Links to Consider, 9/1
'Moonlit Piglet' on nonbinary high school kids; Noah Smith on Elite Overproduction; Henrich and others on kinship norms; Timothy Taylor on intimate/remote
High school teacher ‘Moonlit Piglet’ writes,
I had six classes last year, and I didn’t have a single one without multiple students who identified as transgender. Some classes had more than others, but the absolutely lowest number was two in a 26-person class. Most of these students were just non-binary, but I had least five in the midst of actual medical transition, along with quite a few more who spent their days planning how to get the process started. I’d estimate that 70% or so of these students are female, and talk about breast binding and “top surgery” are common conversation topics at lunch time. It’s hard to not step in when you hear an obviously depressed, dysfunctional teenage girl working out how she can convince her parents to approve a double mastectomy, but what can you do? If I said anything at all, I’d be fired in a heartbeat.
He argues that transgenderism is deeply sexist, because it relies heavily on gender stereotypes to give a teenager the right label.
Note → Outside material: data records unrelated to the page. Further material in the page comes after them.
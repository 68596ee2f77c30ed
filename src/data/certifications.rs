use crate::models::Certification;

const CERTIFICATIONS: &[(i32, &str, &str, &str, &str)] = &[
    (
        1,
        "AI / ML Engineer – Stage 1",
        "SLIIT",
        "Jan 2026",
        "Completed Stage 1 of the AI/ML Engineer certification program, covering machine learning fundamentals, supervised learning, and practical model building.",
    ),
    (
        2,
        "Foundations in Microsoft Office Packages",
        "IDM Nations Campus",
        "2023",
        "Comprehensive training in Microsoft Word, Excel, PowerPoint, and Access, building strong productivity and documentation skills.",
    ),
];

pub fn certifications() -> Vec<Certification> {
    CERTIFICATIONS
        .iter()
        .map(|&(order, title, issuer, issue_date, description)| Certification {
            id: None,
            order_index: Some(order),
            title: title.to_string(),
            issuer: Some(issuer.to_string()),
            issue_date: Some(issue_date.to_string()),
            description: Some(description.to_string()),
            credential_id: None,
            credential_url: None,
        })
        .collect()
}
they’ve created (or at least encouraged) a sorting system where “girl” is the category for feminine children, “boy” is the category for masculine children, and anyone who even comes close to the edges of either gets plucked out and relabeled non-binary. It breaks my heart to think these students are growing up in such a rigid, self-policing culture, where the gendered expectations I thought we’d put behind us now structure their basic sense of self. When I was their age, my school had a fair share of bullies who would taunt girls with short hair by saying they must really be boys – but at least the school administrators back then didn’t agree!
And I have suspected this for a few years now:
In these internet-poisoned youth subcultures, being a boring straight kid (especially a boring straight girl!) puts you at the absolute bottom of the hierarchy, a totally acceptable target for barely-concealed contempt and passive bullying. I had a group of queer students who ate lunch by my desk every day, and every other joke they made was about the one “token heterosexual” who liked to hang out with them. Of course, she was non-binary too by the end of the year – you can only take peers “punching up” at you for so long before you’d want to join them on their level.
I assume that this is more intense the higher the status of the school. If I had teenage kids, I would send them to a religious school, and not one that draws from the most affluent parents.
long-term reforms to reduce the cost of college, and the debt burdens students incur, will reduce the stakes of the post-college job scramble. Universities should avoid marketing materials that depict them as a golden ticket to wealth and intellectual fulfillment, and should offer career counseling that prepare students for a realistic job market. And government should implement apprenticeships, vocational education, free community college, and other programs that make working-class life a decent bet — in addition to reducing inequality, this will make college graduates feel less “elite” relative to their non-college peers.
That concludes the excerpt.